Collected data entries:
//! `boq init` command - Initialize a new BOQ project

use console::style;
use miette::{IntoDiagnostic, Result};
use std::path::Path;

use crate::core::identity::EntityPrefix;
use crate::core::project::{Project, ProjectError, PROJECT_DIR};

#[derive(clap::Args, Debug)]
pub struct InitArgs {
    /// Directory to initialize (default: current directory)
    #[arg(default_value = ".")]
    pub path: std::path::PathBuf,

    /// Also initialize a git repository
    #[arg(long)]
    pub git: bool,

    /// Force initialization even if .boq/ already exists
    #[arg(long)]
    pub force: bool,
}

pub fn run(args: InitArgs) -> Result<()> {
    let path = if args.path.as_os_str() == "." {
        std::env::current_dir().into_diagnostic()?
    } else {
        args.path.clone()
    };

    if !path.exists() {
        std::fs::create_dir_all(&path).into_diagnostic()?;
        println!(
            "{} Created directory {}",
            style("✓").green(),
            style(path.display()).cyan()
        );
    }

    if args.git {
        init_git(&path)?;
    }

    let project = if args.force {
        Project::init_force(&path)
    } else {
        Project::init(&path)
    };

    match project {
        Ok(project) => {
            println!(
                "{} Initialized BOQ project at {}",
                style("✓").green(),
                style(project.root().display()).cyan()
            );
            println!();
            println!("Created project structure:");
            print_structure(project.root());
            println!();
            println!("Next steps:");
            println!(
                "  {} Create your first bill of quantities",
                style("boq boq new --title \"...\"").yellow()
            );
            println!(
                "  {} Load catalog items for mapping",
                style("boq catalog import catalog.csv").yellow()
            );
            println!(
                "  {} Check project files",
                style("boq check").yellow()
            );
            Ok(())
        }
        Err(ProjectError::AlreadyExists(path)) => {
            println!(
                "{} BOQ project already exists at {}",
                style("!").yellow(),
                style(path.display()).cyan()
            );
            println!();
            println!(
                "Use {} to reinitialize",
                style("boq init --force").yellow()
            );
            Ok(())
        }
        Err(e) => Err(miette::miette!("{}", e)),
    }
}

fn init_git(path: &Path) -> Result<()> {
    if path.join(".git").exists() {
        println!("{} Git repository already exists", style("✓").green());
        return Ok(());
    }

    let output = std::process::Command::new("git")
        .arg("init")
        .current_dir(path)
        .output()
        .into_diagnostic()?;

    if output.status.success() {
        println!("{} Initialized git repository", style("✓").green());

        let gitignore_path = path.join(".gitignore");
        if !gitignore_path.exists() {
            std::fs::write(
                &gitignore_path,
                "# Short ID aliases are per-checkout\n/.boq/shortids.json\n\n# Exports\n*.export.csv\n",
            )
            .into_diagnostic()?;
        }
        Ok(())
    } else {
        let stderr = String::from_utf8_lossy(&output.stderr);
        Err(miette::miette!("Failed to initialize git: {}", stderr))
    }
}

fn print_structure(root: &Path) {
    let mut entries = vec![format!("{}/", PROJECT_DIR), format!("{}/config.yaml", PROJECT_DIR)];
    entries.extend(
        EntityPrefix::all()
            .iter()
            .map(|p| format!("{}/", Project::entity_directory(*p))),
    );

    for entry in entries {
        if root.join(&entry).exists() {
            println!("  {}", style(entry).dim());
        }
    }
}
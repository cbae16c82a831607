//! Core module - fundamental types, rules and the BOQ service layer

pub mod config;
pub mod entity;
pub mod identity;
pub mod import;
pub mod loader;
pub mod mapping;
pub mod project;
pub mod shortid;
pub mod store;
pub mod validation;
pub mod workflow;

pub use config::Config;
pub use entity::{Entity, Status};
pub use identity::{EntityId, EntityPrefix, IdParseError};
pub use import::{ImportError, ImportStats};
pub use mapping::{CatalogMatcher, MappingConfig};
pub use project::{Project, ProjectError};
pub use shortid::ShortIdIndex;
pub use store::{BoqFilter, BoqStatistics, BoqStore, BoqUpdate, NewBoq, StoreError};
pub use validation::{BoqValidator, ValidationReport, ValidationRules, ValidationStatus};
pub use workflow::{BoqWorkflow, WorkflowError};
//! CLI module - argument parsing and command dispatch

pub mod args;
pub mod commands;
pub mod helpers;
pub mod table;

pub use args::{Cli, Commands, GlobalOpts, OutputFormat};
* * *
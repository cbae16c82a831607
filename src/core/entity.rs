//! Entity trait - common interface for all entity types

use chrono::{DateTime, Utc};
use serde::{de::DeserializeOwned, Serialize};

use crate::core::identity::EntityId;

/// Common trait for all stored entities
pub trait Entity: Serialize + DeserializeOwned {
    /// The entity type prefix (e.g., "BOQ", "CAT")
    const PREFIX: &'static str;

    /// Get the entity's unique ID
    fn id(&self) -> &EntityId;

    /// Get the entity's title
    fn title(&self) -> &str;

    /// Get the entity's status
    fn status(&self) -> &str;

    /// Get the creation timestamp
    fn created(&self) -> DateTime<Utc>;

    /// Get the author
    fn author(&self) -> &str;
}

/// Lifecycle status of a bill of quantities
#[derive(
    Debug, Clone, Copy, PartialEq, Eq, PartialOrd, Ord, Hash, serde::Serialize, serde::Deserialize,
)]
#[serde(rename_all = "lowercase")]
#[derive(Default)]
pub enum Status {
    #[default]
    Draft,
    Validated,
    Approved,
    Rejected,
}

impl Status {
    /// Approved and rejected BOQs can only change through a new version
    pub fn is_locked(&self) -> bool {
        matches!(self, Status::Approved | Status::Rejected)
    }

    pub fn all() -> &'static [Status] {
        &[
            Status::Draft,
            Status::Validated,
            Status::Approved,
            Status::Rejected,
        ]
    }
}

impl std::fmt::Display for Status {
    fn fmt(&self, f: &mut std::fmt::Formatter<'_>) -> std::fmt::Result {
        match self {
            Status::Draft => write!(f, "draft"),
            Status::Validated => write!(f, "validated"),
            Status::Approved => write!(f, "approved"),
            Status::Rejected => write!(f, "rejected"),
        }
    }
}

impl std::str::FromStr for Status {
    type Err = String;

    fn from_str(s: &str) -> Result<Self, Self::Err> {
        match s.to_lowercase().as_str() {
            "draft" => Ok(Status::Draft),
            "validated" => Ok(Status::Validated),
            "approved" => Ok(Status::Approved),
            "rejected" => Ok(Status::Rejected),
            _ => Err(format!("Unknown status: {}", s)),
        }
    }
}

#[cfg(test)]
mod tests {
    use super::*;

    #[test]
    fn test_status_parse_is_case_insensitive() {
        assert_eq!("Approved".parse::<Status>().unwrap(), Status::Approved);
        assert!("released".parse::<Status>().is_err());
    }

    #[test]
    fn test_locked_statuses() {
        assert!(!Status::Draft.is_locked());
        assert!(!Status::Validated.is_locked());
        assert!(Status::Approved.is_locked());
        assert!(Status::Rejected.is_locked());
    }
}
---
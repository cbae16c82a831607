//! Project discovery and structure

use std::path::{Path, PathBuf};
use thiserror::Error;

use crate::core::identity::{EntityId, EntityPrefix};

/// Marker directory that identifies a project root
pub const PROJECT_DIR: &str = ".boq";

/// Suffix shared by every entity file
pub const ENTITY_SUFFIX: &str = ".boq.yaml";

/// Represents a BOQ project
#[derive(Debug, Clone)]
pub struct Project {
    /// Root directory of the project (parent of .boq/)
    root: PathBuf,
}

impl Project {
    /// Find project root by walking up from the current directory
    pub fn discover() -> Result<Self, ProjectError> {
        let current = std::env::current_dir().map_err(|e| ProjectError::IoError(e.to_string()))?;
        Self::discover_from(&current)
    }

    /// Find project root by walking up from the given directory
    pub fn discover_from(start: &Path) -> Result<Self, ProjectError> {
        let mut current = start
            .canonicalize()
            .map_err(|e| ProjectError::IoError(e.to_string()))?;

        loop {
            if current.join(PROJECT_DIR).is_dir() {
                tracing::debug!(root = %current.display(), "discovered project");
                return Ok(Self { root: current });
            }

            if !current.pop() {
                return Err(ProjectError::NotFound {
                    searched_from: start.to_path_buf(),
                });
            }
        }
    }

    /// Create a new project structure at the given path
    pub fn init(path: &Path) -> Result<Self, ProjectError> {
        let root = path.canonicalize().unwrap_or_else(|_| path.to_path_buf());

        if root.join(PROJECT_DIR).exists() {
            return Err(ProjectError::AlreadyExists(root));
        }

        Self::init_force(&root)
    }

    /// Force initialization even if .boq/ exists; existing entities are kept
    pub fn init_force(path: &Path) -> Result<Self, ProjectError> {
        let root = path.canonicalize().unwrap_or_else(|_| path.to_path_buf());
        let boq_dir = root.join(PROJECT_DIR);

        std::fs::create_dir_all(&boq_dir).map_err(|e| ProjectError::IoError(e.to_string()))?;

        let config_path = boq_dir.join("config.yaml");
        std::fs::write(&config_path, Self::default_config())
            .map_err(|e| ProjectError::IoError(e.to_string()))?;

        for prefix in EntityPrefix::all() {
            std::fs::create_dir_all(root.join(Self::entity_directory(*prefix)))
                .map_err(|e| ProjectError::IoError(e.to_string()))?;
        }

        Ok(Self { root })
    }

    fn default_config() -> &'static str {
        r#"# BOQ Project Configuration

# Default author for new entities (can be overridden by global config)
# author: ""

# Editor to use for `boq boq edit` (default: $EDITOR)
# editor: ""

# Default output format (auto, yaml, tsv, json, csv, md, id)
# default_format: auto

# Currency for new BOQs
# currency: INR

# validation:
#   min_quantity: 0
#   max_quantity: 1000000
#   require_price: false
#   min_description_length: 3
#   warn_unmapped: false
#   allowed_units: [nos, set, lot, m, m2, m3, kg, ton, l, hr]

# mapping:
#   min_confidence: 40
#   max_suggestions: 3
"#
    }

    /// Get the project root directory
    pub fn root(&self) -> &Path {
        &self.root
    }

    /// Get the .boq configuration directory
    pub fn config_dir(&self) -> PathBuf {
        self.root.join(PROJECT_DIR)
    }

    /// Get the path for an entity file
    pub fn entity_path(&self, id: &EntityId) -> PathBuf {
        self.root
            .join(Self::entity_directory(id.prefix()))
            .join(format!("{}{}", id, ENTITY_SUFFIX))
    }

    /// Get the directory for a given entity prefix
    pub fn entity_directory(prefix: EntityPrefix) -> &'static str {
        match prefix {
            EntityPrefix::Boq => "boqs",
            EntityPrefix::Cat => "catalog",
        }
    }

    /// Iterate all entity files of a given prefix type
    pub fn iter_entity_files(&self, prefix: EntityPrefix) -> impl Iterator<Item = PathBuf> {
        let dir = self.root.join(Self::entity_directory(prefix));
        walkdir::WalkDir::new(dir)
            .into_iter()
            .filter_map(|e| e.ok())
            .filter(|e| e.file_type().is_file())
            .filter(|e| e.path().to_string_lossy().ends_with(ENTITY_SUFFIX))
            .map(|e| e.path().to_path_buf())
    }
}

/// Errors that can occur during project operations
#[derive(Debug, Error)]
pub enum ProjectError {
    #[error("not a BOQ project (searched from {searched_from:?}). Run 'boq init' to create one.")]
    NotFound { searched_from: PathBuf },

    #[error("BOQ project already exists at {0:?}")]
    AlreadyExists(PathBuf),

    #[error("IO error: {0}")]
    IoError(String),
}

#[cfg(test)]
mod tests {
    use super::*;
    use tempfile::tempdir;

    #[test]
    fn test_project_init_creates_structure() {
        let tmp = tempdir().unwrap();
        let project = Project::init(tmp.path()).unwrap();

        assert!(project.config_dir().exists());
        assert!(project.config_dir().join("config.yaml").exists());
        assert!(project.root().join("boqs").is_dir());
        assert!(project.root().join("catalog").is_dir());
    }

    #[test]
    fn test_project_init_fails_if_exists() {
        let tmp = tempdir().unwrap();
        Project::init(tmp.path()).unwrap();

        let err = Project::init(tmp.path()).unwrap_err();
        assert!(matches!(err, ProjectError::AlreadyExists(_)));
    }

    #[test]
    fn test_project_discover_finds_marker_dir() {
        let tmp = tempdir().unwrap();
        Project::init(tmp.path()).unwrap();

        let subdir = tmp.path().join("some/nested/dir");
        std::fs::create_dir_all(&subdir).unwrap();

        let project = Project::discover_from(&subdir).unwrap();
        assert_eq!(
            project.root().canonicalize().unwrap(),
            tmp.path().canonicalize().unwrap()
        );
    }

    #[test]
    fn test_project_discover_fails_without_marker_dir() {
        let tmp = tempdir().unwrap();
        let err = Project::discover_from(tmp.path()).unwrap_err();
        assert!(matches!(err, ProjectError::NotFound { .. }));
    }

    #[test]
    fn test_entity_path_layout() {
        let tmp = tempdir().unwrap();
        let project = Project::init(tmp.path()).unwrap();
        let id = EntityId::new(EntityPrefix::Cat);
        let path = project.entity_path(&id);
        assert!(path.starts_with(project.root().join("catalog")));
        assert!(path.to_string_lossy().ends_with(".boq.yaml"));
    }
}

**Your goal:** Search the entries above for "Approved". Show every line that has it.

**Task output:**
    Approved,
    /// Approved and rejected BOQs can only change through a new version
        matches!(self, Status::Approved | Status::Rejected)
            Status::Approved,
            Status::Approved => write!(f, "approved"),
            "approved" => Ok(Status::Approved),
        assert_eq!("Approved".parse::<Status>().unwrap(), Status::Approved);
        assert!(Status::Approved.is_locked());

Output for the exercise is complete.